Nel passaggio che ha portato la Turchia dal regime imperiale a quello repubblicano, la proclamazione del principio di laicità è stata propagandata come il segno tangibile dell'allontanamento dall’assolutismo politico e dal fondamentalismo religioso per una piena adesione alla civiltà contemporanea. La laicità, però, non è mai stata un mero criterio regolatore dei rapporti tra Stato e religione, ma al contrario, insieme a un altro caposaldo kemalista, il nazionalismo, ha definito la nuova immagine identitaria del cittadino turco: un individuo moderno nella mentis ma soprattutto nella forma, in quanto spogliato di quegli emblemi, come il fez e il velo, che richiamavano a una civiltà “altra” rispetto a quella occidentale. La Turchia kemalista e post-kemalista non ha però vietato tutti i simboli religiosi, sulla base dell’assunto che la proclamazione del principio di laicità richiedeva la relegazione del fatto religioso alla sfera privata; ha limitato infatti soltanto l’uso di quelli contrari all’ideale nazionale del “nuovo turco”, come il velo, appunto, considerato l’emblema per antonomasia dell’essenza retrograda dell’Islam e, di conseguenza, anche del popolo turco. Parallelamente ha però sacralizzato sulla bandiera la mezzaluna, che non trasmette un’idea negativa né dei turchi né della loro religione.
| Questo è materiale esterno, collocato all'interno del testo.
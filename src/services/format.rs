use time::macros::format_description;
use time::OffsetDateTime;

const UNITS: [&str; 5] = ["B", "KB", "MB", "GB", "TB"];

/// Human-readable byte count, two decimals in the largest fitting 1024-based unit.
pub fn format_size(bytes: u64) -> String {
    if bytes == 0 {
        return "0 B".to_string();
    }
    let mut value = bytes as f64;
    let mut unit = 0;
    while value >= 1024.0 && unit < UNITS.len() - 1 {
        value /= 1024.0;
        unit += 1;
    }
    format!("{:.2} {}", value, UNITS[unit])
}

/// `MM/DD/YYYY`, the date shown next to each entry.
pub fn format_date(at: OffsetDateTime) -> String {
    at.format(format_description!("[month]/[day]/[year]"))
        .unwrap_or_default()
}

#[cfg(test)]
mod tests {
    use super::*;
    use time::macros::datetime;

    #[test]
    fn sizes() {
        assert_eq!(format_size(0), "0 B");
        assert_eq!(format_size(512), "512.00 B");
        assert_eq!(format_size(1024), "1.00 KB");
        assert_eq!(format_size(1536), "1.50 KB");
        assert_eq!(format_size(5 * 1024 * 1024), "5.00 MB");
        assert_eq!(format_size(2048 * 1024 * 1024 * 1024 * 1024), "2048.00 TB");
    }

    #[test]
    fn dates() {
        assert_eq!(format_date(datetime!(2024-03-07 23:59:00 UTC)), "03/07/2024");
    }
}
L’obiettivo della “costruzione” dell’Homo kemalicus (turco, musulmano sunnita, ma non fondamentalista) è stato realizzato con metodi draconiani, mortificando, se non sopprimendo, le espressioni religiose (dei non musulmani), culturali (degli aleviti) e linguistiche (dei curdi) non assimilabili a tale modello identitario. Dal punto di vista politico, il rispetto dell’ortodossia è stato garantito prima da circa trent’anni di regime monopartitico e poi, con l’apertura al multipartitismo, da una solerte Corte costituzionale che, a partire dal 1962, ha sciolto più di venti formazioni politiche di orientamento profondamente diverso (comuniste, filo-curde, religiose ecc.), tutte però accomunate dal loro carattere "eterodosso". Per comprendere la gravità di tale prassi, basti considerare che nell’intera Europa occidentale, dalla fine della Seconda guerra mondiale, sono stati sciolti solo tre partiti.

L’avvento dell’Akp, lungi dal costituire un rischio di involuzione teocratica, ha avuto il merito di promuovere una revisione dei fondamenti ideologici della Repubblica al fine di realizzare quello che il kemalismo, pur nella spinta costante verso la civiltà contemporanea, aveva sempre impedito: l’instaurazione del pluralismo, senza il quale – come ha più volte affermato la Corte di Strasburgo – non può esistere democrazia. Anche le istanze europee hanno iniziato ad accettare l’idea che la laicità, così come è stata tradizionalmente concepita, tutela più il kemalismo che la democrazia e, di conseguenza, una diversa interpretazione di tale principio è necessaria per raggiungere gli standard delle democrazie contemporanee, affatto diversi da quelli perseguiti da Atatürk quasi un secolo fa.

Le difficoltà di tale processo sono però sempre più evidenti. Ad esempio, ne sono un indice l’apertura di numerose moschee e la liberalizzazione della pratica del velo, che avvengono non per una presunta trasformazione della Turchia da Stato laico a islamico, ma perché soltanto alcune determinate fasce della popolazione stanno esercitando sfere più ampie di libertà, mentre altre (come le minoranze religiose, etniche e linguistiche) non riescono ancora a godere dei frutti della revisione dei contenuti più rigidi del kemalismo.

Ritengo che questo sia dovuto in particolare alla debolezza dell’ideale democratico che ha caratterizzato la storia politica del Paese. Così come l’establishment kemalista prima di lui, anche Erdogan sta manifestando difficoltà nella gestione democratica del potere, la quale richiede sia una costruzione più ampia del consenso (giorno per giorno, non solo durante la vittoria alle elezioni, e ascoltando anche soggetti diversi dai propri elettori), sia la garanzia dell’esercizio delle libertà fondamentali, inclusa quella di espressione di opinioni di dissenso, critica e opposizione.